Fig. 7. Observed (black) and simulated CMIP5 and CMIP6 SST anomalies
(relative to 1901-1950) for the North Atlantic (NA, left column), the
Global Tropics (GT, middle column), and the North Atlantic Relative
Index (NARI, right column) when forced with ALL (blue, top row), AA
(magenta, second row), NAT (brown/red, third row), and GHG (green,
bottom row). The CMIP6 MMMs are presented with solid curves while the
CMIP5 MMMs are presented with dotted curves. Both are surrounded by
shaded areas demarking the bootstrapping confidence interval. Panels (a)

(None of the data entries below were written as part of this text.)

//! MCP server implementation using pmcp (Pragmatic AI's rust-mcp-sdk).
//!
//! Each registered tool is wrapped in a pmcp [`ToolHandler`]. Successful
//! calls return the JSON array of records; failures are returned as a tool
//! error whose message is the `{tool, kind, detail}` JSON object.

use crate::mcp::tools::{ToolError, ToolRegistry};
use crate::models::ToolDescriptor;
use async_trait::async_trait;
use pmcp::{
    server::streamable_http_server::StreamableHttpServer, Error, RequestHandlerExtra, Server,
    ServerCapabilities, ToolHandler, ToolInfo,
};
use serde_json::Value;
use std::net::SocketAddr;
use std::sync::Arc;
use tokio::sync::Mutex;
use tokio::task::JoinHandle;

/// The MCP server exposing the drug discovery tools
#[derive(Debug, Clone)]
pub struct McpServer {
    server: Arc<Mutex<Server>>,
}

impl McpServer {
    /// Create a new MCP server with the given tool registry
    pub fn new(tools: Arc<ToolRegistry>) -> Result<Self, pmcp::Error> {
        let server = Self::build_server_impl(tools)?;
        Ok(Self {
            server: Arc::new(Mutex::new(server)),
        })
    }

    fn build_server_impl(tools: Arc<ToolRegistry>) -> Result<Server, pmcp::Error> {
        let mut builder = Server::builder()
            .name(env!("CARGO_PKG_NAME"))
            .version(env!("CARGO_PKG_VERSION"))
            .capabilities(ServerCapabilities::default());

        for descriptor in tools.descriptors() {
            let handler = ToolWrapper::new(descriptor, tools.clone());
            builder = builder.tool(descriptor.name.clone(), handler);
        }

        builder.build()
    }

    /// Run the server in stdio mode (for Claude Desktop and other MCP clients)
    pub async fn run(self) -> Result<(), pmcp::Error> {
        tracing::info!("Starting MCP server in stdio mode");

        // run_stdio() takes ownership of the Server
        let server = Arc::try_unwrap(self.server)
            .map_err(|_| Error::internal("Cannot unwrap Arc - multiple references exist"))?
            .into_inner();

        server.run_stdio().await
    }

    /// Run the server in streamable HTTP mode
    pub async fn run_http(&self, addr: &str) -> Result<(SocketAddr, JoinHandle<()>), pmcp::Error> {
        tracing::info!("Starting MCP server in HTTP mode on {}", addr);

        let socket_addr: SocketAddr = addr
            .parse()
            .map_err(|e| Error::invalid_params(format!("Invalid address: {}", e)))?;

        let http_server = StreamableHttpServer::new(socket_addr, self.server.clone());
        http_server.start().await
    }
}

/// Adapts one registry tool to pmcp's ToolHandler
#[derive(Debug, Clone)]
struct ToolWrapper {
    name: String,
    description: String,
    input_schema: Value,
    tools: Arc<ToolRegistry>,
}

impl ToolWrapper {
    fn new(descriptor: &ToolDescriptor, tools: Arc<ToolRegistry>) -> Self {
        Self {
            name: descriptor.name.clone(),
            description: descriptor.description.clone(),
            input_schema: descriptor.input_schema(),
            tools,
        }
    }

    async fn call(&self, args: Value) -> Result<Value, Error> {
        match self.tools.invoke(&self.name, args).await {
            Ok(records) => serde_json::to_value(records)
                .map_err(|e| Error::internal(format!("failed to encode records: {}", e))),
            Err(e) => Err(to_pmcp_error(&self.name, &e)),
        }
    }
}

/// Schema violations are the caller's fault; everything else is internal
fn to_pmcp_error(tool: &str, error: &ToolError) -> Error {
    let failure = error.to_failure(tool).to_string();
    match error {
        ToolError::SchemaViolation { .. } | ToolError::UnknownTool(_) => {
            Error::invalid_params(failure)
        }
        ToolError::Source(_) => Error::internal(failure),
    }
}

#[async_trait]
impl ToolHandler for ToolWrapper {
    async fn handle(&self, args: Value, _extra: RequestHandlerExtra) -> Result<Value, Error> {
        self.call(args).await
    }

    fn metadata(&self) -> Option<ToolInfo> {
        Some(ToolInfo::new(
            self.name.clone(),
            Some(self.description.clone()),
            self.input_schema.clone(),
        ))
    }
}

and (c) additionally display a 20-year running mean of the sum of
simulated NA and NARI over the individual forcing simulations for CMIP6
(burgundy dashed curve) with associated bootstrapping confidence
interval (burgundy shaded area). Including NA in the sum makes little
difference. For NA and GT under AA and NAT (middle two rows and left two
columns), the orange curve displays detrended observations, calculated
by subtracting simulated GHG-forced SST (bottom row) from observations
in that ocean basin. The yellow shaded area is the confidence interval
when bootstrapping the MMM of CMIP6 piC simulations, and represents the
magnitude of noise in the CMIP6 MMMs. A horizontal black dashed line
marks 0 anomaly, which represents the average SST from 1901-1950. The y
labels show the number of institutions that were used for each subset of
forcing agents in CMIP6 (N, see Table S2), and the subplot titles
display the correlation (r) and sRMSE between the MMM and observations
for CMIP6.
Observed NARI (panel c, black) shows strong multi-decadal variability
throughout the century. In the ALL simulations (top row, blue), the
temporal evolution of NARI (c) matches the observations with some skill
(r=0.40, sRMSE = 0.92 for CMIP6), but fails to capture the full
magnitude of observed cooling in the 1970s and 80s or, more prominently,
any multi-decadal variability prior to 1960. Moreover, its GT and NA
components do not match very well either the observed, roughly linear
warming trend in GT (b), or the marked multi-decadal variability in NA
(a). In both CMIP5 and CMIP6 ALL simulations, the simulations of GT (b,
blue) are anomalously colder than observations between 1960 and 2000,
when simulated AA cooling (e, magenta) is the strongest and not yet
compensated by GHG warming (k, green), leading us to question whether
the match of simulated and observed NARI in this period happens due to
compensating errors. For NA, the match between observations and the
ALL-forced response is better in the later part of the record, but worse
in the first half. During the period prior to 1960, according to both
CMIP ensembles, GHG warming (j, green) masks AA cooling (d, magenta) to
produce a roughly constant temperature in the ALL simulations (a, blue).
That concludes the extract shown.